Eni belebt Schwerölprojekt in Venezuela mit neuem Abkommen
Der italienische Energiekonzern Eni unterzeichnete in Caracas eine Vereinbarung zur Wiederbelebung eines Projekts im Orinoco-Gürtel.

Der italienische Energiekonzern Eni hat am Dienstag in Caracas eine Vereinbarung mit dem venezolanischen Ölministerium und dem staatlichen Ölunternehmen PDVSA unterzeichnet. Ziel ist die Wiederbelebung eines Projekts für schweres Rohöl im Orinoco-Gürtel. Die Zeremonie wurde im venezolanischen Staatsfernsehen übertragen.
Unterzeichnet wurde der Pakt in Anwesenheit hochrangiger Vertreter beider Seiten: Venezuelas interimistische Präsidentin Delcy Rodriguez, Eni-Vorstandsvorsitzender Claudio Descalzi, PDVSA-Chef Hector Obregon sowie Ölministerin Paula Henao nahmen an der Unterzeichnung teil. Rodriguez bezeichnete das Abkommen als bedeutsames Signal: „Dies ist eine der wichtigsten Wetten auf unser Land in jüngster Zeit."
Descalzi erklärte, der konkrete Investitionsplan für Venezuela werde derzeit ausgearbeitet und solle bis zum Jahresende fertiggestellt sein. Eni ist seit 1998 in Venezuela aktiv und verfügt damit über jahrzehntelange Erfahrung im Land.
Orinoco-Gürtel: Eines der größten Ölreservoire der Welt
PDVSA und Eni sind gemeinsam an mehreren Projekten in Venezuela beteiligt.
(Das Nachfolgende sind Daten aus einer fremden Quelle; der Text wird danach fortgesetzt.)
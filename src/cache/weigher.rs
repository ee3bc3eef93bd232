//! Entry weight functions.
//!
//! The engine asks its weigher how much of the bound each entry consumes.

use std::collections::HashMap;
use std::sync::Arc;

use super::Cached;
use crate::codec::Codec;
use crate::error::Result;

/// Characters one manifest line adds on top of the key itself: `"":,`
pub const MANIFEST_SEPARATOR_LEN: usize = 4;

/// Characters reserved for an epoch-millisecond timestamp in the manifest.
pub const MANIFEST_TIMESTAMP_LEN: usize = 13;

// == Weigher Trait ==
pub trait Weigher<V>: Send {
    /// Returns the bound-consuming cost of `value` stored under `key`.
    fn weigh(&mut self, key: &str, value: &Cached<V>) -> Result<usize>;
}

/// Constant weight of one per entry.
#[derive(Debug, Default, Clone, Copy)]
pub struct UnitWeigher;

impl<V> Weigher<V> for UnitWeigher {
    fn weigh(&mut self, _key: &str, _value: &Cached<V>) -> Result<usize> {
        Ok(1)
    }
}

// == Storage Weigher ==
/// How a [`StorageWeigher`] counts.
#[derive(Debug, Clone, Copy, PartialEq, Eq)]
pub enum WeightMode {
    /// One per entry, pending or not
    Count,
    /// Characters the entry occupies in storage
    Length {
        /// Length of the item key prefix, e.g. `ns.id.i.`
        item_prefix_len: usize,
        /// Whether manifest markers are timestamps
        aged: bool,
    },
}

/// Weigher used by persistent caches.
///
/// In length mode an entry weighs its serialized value, its item storage key
/// and its manifest line. The write path hands in the serialized string it is
/// about to store with [`remember`](Self::remember) so it is not computed
/// twice; pending values weigh nothing.
pub struct StorageWeigher<V> {
    mode: WeightMode,
    codec: Arc<dyn Codec<V>>,
    memo: HashMap<String, String>,
}

impl<V> StorageWeigher<V> {
    pub fn new(mode: WeightMode, codec: Arc<dyn Codec<V>>) -> Self {
        Self {
            mode,
            codec,
            memo: HashMap::new(),
        }
    }

    pub fn mode(&self) -> WeightMode {
        self.mode
    }

    /// Records the serialized form of the value about to be weighed.
    pub fn remember(&mut self, key: &str, raw: String) {
        self.memo.insert(key.to_string(), raw);
    }

    /// Hands out (and forgets) the memoized serialization of `key`.
    pub fn take(&mut self, key: &str) -> Option<String> {
        self.memo.remove(key)
    }

    pub fn forget(&mut self, key: &str) {
        self.memo.remove(key);
    }

    pub fn clear(&mut self) {
        self.memo.clear();
    }
}

impl<V> Weigher<V> for StorageWeigher<V> {
    fn weigh(&mut self, key: &str, value: &Cached<V>) -> Result<usize> {
        let (item_prefix_len, aged) = match self.mode {
            WeightMode::Count => return Ok(1),
            WeightMode::Length {
                item_prefix_len,
                aged,
            } => (item_prefix_len, aged),
        };
        let Cached::Ready(value) = value else {
            return Ok(0);
        };

        let raw_len = match self.memo.get(key) {
            Some(raw) => raw.chars().count(),
            None => self.codec.stringify(value)?.chars().count(),
        };

        let key_len = key.chars().count();
        Ok(raw_len
            + item_prefix_len
            + key_len
            + key_len
            + MANIFEST_SEPARATOR_LEN
            + if aged { MANIFEST_TIMESTAMP_LEN } else { 0 })
    }
}

#[cfg(test)]
mod tests {
    use super::*;
    use crate::cache::entry::pending;
    use crate::codec::JsonCodec;

    fn length_weigher(aged: bool) -> StorageWeigher<String> {
        StorageWeigher::new(
            WeightMode::Length {
                item_prefix_len: "ns.testCache.i.".len(),
                aged,
            },
            Arc::new(JsonCodec::new()),
        )
    }

    #[test]
    fn test_unit_weigher() {
        let mut weigher = UnitWeigher;
        assert_eq!(
            Weigher::<u8>::weigh(&mut weigher, "k", &Cached::Ready(9)).unwrap(),
            1
        );
    }

    #[test]
    fn test_count_mode_counts_pending_too() {
        let mut weigher =
            StorageWeigher::<String>::new(WeightMode::Count, Arc::new(JsonCodec::new()));
        let (_resolver, handle) = pending();
        assert_eq!(weigher.weigh("k", &Cached::Pending(handle)).unwrap(), 1);
    }

    #[test]
    fn test_length_mode_formula() {
        let mut weigher = length_weigher(false);
        // "value" serializes to 7 chars, item key "ns.testCache.i.key" is 18,
        // manifest line adds "key" plus 4 separators
        let weight = weigher.weigh("key", &Cached::Ready("value".to_string())).unwrap();
        assert_eq!(weight, 7 + 18 + 3 + 4);
    }

    #[test]
    fn test_length_mode_reserves_timestamp_when_aged() {
        let mut plain = length_weigher(false);
        let mut aged = length_weigher(true);
        let value = Cached::Ready("value".to_string());

        assert_eq!(
            aged.weigh("key", &value).unwrap() - plain.weigh("key", &value).unwrap(),
            13
        );
    }

    #[test]
    fn test_length_mode_pending_weighs_nothing() {
        let mut weigher = length_weigher(true);
        let (_resolver, handle) = pending();
        assert_eq!(weigher.weigh("key", &Cached::Pending(handle)).unwrap(), 0);
    }

    #[test]
    fn test_memo_is_reused_and_taken_once() {
        let mut weigher = length_weigher(false);
        weigher.remember("key", "\"cached\"".to_string());

        // The memoized string wins over a fresh serialization
        let weight = weigher.weigh("key", &Cached::Ready("x".to_string())).unwrap();
        assert_eq!(weight, 8 + 18 + 3 + 4);

        assert_eq!(weigher.take("key"), Some("\"cached\"".to_string()));
        assert_eq!(weigher.take("key"), None);
    }

    #[test]
    fn test_weigh_without_memo_serializes_fresh() {
        let mut weigher = length_weigher(false);
        let short = weigher.weigh("key", &Cached::Ready("v".to_string())).unwrap();
        let long = weigher.weigh("key", &Cached::Ready("vvvv".to_string())).unwrap();

        assert_eq!(long - short, 3);
        assert_eq!(weigher.take("key"), None);
    }
}
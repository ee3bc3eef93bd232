//! Store LRU - command line access to persistent caches
//!
//! Opens one named cache over the file storage and runs a single operation
//! on it. Values are JSON; anything that does not parse is stored as a string.

use std::path::PathBuf;
use std::time::Duration;

use anyhow::{Context, Result};
use clap::{Parser, Subcommand};
use serde_json::Value;
use tokio::signal;
use tokio::task::JoinHandle;
use tracing::{info, warn};
use tracing_subscriber::{layer::SubscriberExt, util::SubscriberInitExt};

use store_lru::{spawn_prune_task, CacheOptions, CacheRegistry, Config, Put};

#[derive(Parser)]
#[command(name = "store_lru")]
#[command(about = "Inspect and edit persistent LRU caches", long_about = None)]
#[command(version)]
struct Cli {
    #[command(subcommand)]
    command: Commands,

    /// Cache id
    #[arg(short, long, default_value = "default", global = true)]
    cache: String,

    /// Maximum number of entries
    #[arg(long, global = true)]
    capacity: Option<usize>,

    /// Maximum total size in serialized characters
    #[arg(long, global = true)]
    max_length: Option<usize>,

    /// Entries older than this many milliseconds are dropped
    #[arg(long, global = true)]
    max_age_ms: Option<u64>,

    /// Storage file (overrides STORE_LRU_STORAGE_PATH)
    #[arg(short, long, global = true)]
    storage: Option<PathBuf>,
}

#[derive(Subcommand)]
enum Commands {
    /// Store a value
    Put {
        key: String,
        /// JSON value, or a plain string
        value: String,
    },

    /// Print a value
    Get { key: String },

    /// Remove one entry
    Remove { key: String },

    /// Remove every entry
    Clear,

    /// List keys, most recently used first
    Keys,

    /// Drop entries older than the max age
    Prune,

    /// Show configuration and occupancy
    Info,

    /// Delete the cache and all of its records
    Destroy,

    /// Keep the cache open and prune it every STORE_LRU_PRUNE_INTERVAL
    /// seconds until interrupted
    Watch,
}

#[tokio::main(flavor = "current_thread")]
async fn main() -> Result<()> {
    // Defaults to "store_lru=info", can be overridden with RUST_LOG env var
    tracing_subscriber::registry()
        .with(
            tracing_subscriber::EnvFilter::try_from_default_env()
                .unwrap_or_else(|_| "store_lru=info".into()),
        )
        .with(tracing_subscriber::fmt::layer().with_writer(std::io::stderr))
        .init();

    let cli = Cli::parse();

    let mut config = Config::from_env();
    if let Some(path) = cli.storage {
        config.storage_path = path;
    }
    info!(
        "Configuration loaded: namespace={}, storage={}, quota={}, prune_interval={}s",
        config.namespace,
        config.storage_path.display(),
        config.storage_quota,
        config.prune_interval
    );

    let registry = CacheRegistry::from_config(&config).context("Failed to open storage")?;

    let mut options = CacheOptions::<Value>::new();
    if let Some(capacity) = cli.capacity {
        options = options.capacity(capacity);
    }
    if let Some(max_length) = cli.max_length {
        options = options.max_length(max_length);
    }
    if let Some(max_age_ms) = cli.max_age_ms {
        options = options.max_age(Duration::from_millis(max_age_ms));
    }
    let cache = registry
        .create(&cli.cache, options)
        .with_context(|| format!("Failed to open cache '{}'", cli.cache))?;

    let mut missed = false;
    match cli.command {
        Commands::Put { key, value } => {
            let value = serde_json::from_str(&value).unwrap_or(Value::String(value));
            match cache.put(&key, value)? {
                Put::Stored(_) => info!("Stored '{}'", key),
                Put::Volatile(_) => warn!("Storage is full, '{}' was not persisted", key),
                Put::Rejected => warn!("'{}' is larger than the cache bound", key),
            }
        }

        Commands::Get { key } => match cache.get_value(&key) {
            Some(value) => println!("{}", value),
            None => {
                warn!("'{}' not found", key);
                missed = true;
            }
        },

        Commands::Remove { key } => {
            if !cache.remove(&key) {
                warn!("'{}' not found", key);
            }
        }

        Commands::Clear => cache.remove_all(),

        Commands::Keys => {
            for key in cache.keys() {
                println!("{}", key);
            }
        }

        Commands::Prune => {
            let removed = cache.prune();
            info!("Pruned {} stale entries", removed);
        }

        Commands::Info => {
            println!("{}", serde_json::to_string_pretty(&cache.info())?);
        }

        Commands::Destroy => {
            cache.destroy();
            info!("Cache '{}' destroyed", cli.cache);
            return Ok(());
        }

        Commands::Watch => {
            let prune_handle = spawn_prune_task(cache.clone(), config.prune_every());
            info!("Watching '{}', press Ctrl+C to stop", cli.cache);
            shutdown_signal(prune_handle).await?;
        }
    }

    cache.close();
    if missed {
        std::process::exit(1);
    }
    Ok(())
}

/// Waits for Ctrl+C or SIGTERM, then stops the prune task.
async fn shutdown_signal(prune_handle: JoinHandle<()>) -> Result<()> {
    let ctrl_c = signal::ctrl_c();

    #[cfg(unix)]
    let mut sigterm = signal::unix::signal(signal::unix::SignalKind::terminate())
        .context("Failed to install SIGTERM handler")?;
    #[cfg(unix)]
    let terminate = sigterm.recv();

    #[cfg(not(unix))]
    let terminate = std::future::pending::<Option<()>>();

    tokio::select! {
        result = ctrl_c => {
            result.context("Failed to install Ctrl+C handler")?;
            info!("Received Ctrl+C, shutting down...");
        }
        _ = terminate => {
            info!("Received SIGTERM, shutting down...");
        }
    }

    prune_handle.abort();
    warn!("Prune task aborted");
    Ok(())
}
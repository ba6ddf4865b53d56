//! Provides [`RunningAverage`], a moving-average filter for smoothing noisy analog readings.

use tinyvec::ArrayVec;

/// The largest window a [`RunningAverage`] can be configured with unless a different capacity is requested.
pub const MAX_WINDOW_LEN: usize = 32;

/// A moving average over the most recent samples, backed by a circular buffer of fixed capacity `N`.
///
/// The window length is chosen at runtime (anywhere from 2 to `N`) and cannot change afterwards. Until the window
/// has been filled, the average is taken over the samples seen so far rather than over the whole (zero-initialized)
/// window, so early readings are not dragged towards zero.
#[derive(Clone, Debug, PartialEq)]
pub struct RunningAverage<const N: usize = MAX_WINDOW_LEN> {
    /// The window; its length is the configured window length.
    samples: ArrayVec<[u16; N]>,
    /// Sum of every value in `samples`.
    sum: u32,
    /// Position the next sample will be written to.
    index: usize,
    /// Number of samples written so far, saturating at the window length.
    count: usize,
}

#[cfg(feature = "defmt")]
impl<const N: usize> defmt::Format for RunningAverage<N> {
    fn format(&self, fmt: defmt::Formatter) {
        defmt::write!(
            fmt,
            "RunningAverage {{ len: {}, count: {}, sum: {} }}",
            self.samples.len(),
            self.count,
            self.sum
        );
    }
}

impl<const N: usize> RunningAverage<N> {
    /// Constructs a [`RunningAverage`] over a window of `length` samples.
    ///
    /// Returns `None` when the length is meaningless (0 or 1 samples) or exceeds the capacity `N`.
    pub fn new(length: usize) -> Option<Self> {
        if length < 2 || length > N {
            return None;
        }
        let mut samples = ArrayVec::new();
        samples.resize(length, 0);
        Some(Self {
            samples,
            sum: 0,
            index: 0,
            count: 0,
        })
    }

    /// Adds a sample to the window, evicting the oldest one if the window is full, and returns the new average.
    pub fn push(&mut self, value: u16) -> u16 {
        let slot = &mut self.samples[self.index];
        self.sum -= u32::from(*slot);
        *slot = value;
        self.sum += u32::from(value);

        self.index = (self.index + 1) % self.samples.len();
        if self.count < self.samples.len() {
            self.count += 1;
        }

        // count is at least 1 here since a sample was just written
        (self.sum / self.count as u32) as u16
    }

    /// Returns the configured window length.
    pub fn len(&self) -> usize {
        self.samples.len()
    }

    /// Returns the number of valid samples in the window.
    pub fn count(&self) -> usize {
        self.count
    }
}

#[cfg(test)]
mod tests {
    use super::*;

    #[test]
    fn rejects_meaningless_lengths() {
        assert_eq!(None, RunningAverage::<MAX_WINDOW_LEN>::new(0));
        assert_eq!(None, RunningAverage::<MAX_WINDOW_LEN>::new(1));
    }

    #[test]
    fn rejects_lengths_beyond_capacity() {
        assert_eq!(None, RunningAverage::<4>::new(5));
        assert!(RunningAverage::<4>::new(4).is_some());
    }

    #[test]
    fn new_is_zeroed() {
        let average = RunningAverage::<MAX_WINDOW_LEN>::new(8).unwrap();
        assert_eq!(8, average.len(), "Expected left but got right");
        assert_eq!(0, average.count(), "Expected left but got right");
        assert!(average.samples.iter().all(|&s| s == 0));
    }

    #[test]
    fn averages_over_samples_seen_before_window_fills() {
        let mut average = RunningAverage::<MAX_WINDOW_LEN>::new(4).unwrap();
        assert_eq!(100, average.push(100), "Expected left but got right");
        assert_eq!(150, average.push(200), "Expected left but got right");
        assert_eq!(200, average.push(300), "Expected left but got right");
        assert_eq!(3, average.count(), "Expected left but got right");
    }

    #[test]
    fn slides_once_window_is_full() {
        let mut average = RunningAverage::<MAX_WINDOW_LEN>::new(3).unwrap();
        average.push(10);
        average.push(20);
        assert_eq!(20, average.push(30), "Expected left but got right");
        // 10 is evicted
        assert_eq!(30, average.push(40), "Expected left but got right");
        // 20 is evicted
        assert_eq!(40, average.push(50), "Expected left but got right");
        assert_eq!(3, average.count(), "Count should saturate at the window length");
    }

    #[test]
    fn integer_division_truncates() {
        let mut average = RunningAverage::<MAX_WINDOW_LEN>::new(2).unwrap();
        average.push(1);
        assert_eq!(1, average.push(2), "Expected left but got right");
    }

    #[test]
    fn matches_mean_of_last_window_for_long_runs() {
        const LEN: usize = 5;
        let mut average = RunningAverage::<MAX_WINDOW_LEN>::new(LEN).unwrap();
        let inputs: [u16; 12] = [1023, 0, 512, 7, 8, 900, 333, 1, 64, 777, 250, 1000];
        for (i, &input) in inputs.iter().enumerate() {
            let actual = average.push(input);
            let start = (i + 1).saturating_sub(LEN);
            let window = &inputs[start..=i];
            let expected = window.iter().map(|&v| u32::from(v)).sum::<u32>() / window.len() as u32;
            assert_eq!(expected as u16, actual, "Mismatch after sample {}", i);
        }
    }
}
Dazu gehört das Projekt Junin 5 im Orinoco-Becken, das über rund 35 Milliarden Barrel an zertifiziertem Öl verfügt. Darüber hinaus fördern beide Partner im Rahmen des Projekts Petrosucre Rohöl in flachen Gewässern.
Eni unterhält zudem eine Partnerschaft mit dem spanischen Energiekonzern Repsol für das große Offshore-Gasprojekt Cardon IV. Dieses Projekt wurde ebenfalls kürzlich neu gestartet, um die Gasversorgung Venezuelas zu erhöhen. Zusätzlich besteht eine weitere Kooperation zur Methanolproduktion in dem südamerikanischen Land.
Im Jahr 2025 belief sich die Produktion von Eni in Venezuela auf 64.000 Barrel Öläquivalent pro Tag, wie das Unternehmen in einer Pressemitteilung mitteilte. Diese Zahl verdeutlicht die bereits bestehende operative Präsenz des Konzerns im Land.
Teil einer umfassenden venezolanischen Ölreform
Das Abkommen mit Eni steht im Kontext einer breiteren Reforminitiative der venezolanischen Regierung. Im Rahmen einer umfassenden Überprüfung aller Verträge in der Ölindustrie haben die wichtigsten PDVSA-Partner in den vergangenen Wochen Vorverträge unterzeichnet, um ihr Interesse zu bestätigen oder ihre Projekte auszuweiten.
Neben Eni haben auch der US-Konzern Chevron, die britische Shell und die spanische Repsol ähnliche Vereinbarungen zur Bestätigung oder Erweiterung ihrer Partnerschaften unterzeichnet. Dies signalisiert ein wachsendes Interesse internationaler Energiekonzerne an einer Neupositionierung in Venezuela. Der Orinoco-Gürtel gilt als eine der größten Schwerstölreserven weltweit und rückt damit erneut in den Fokus globaler Energiestrategie.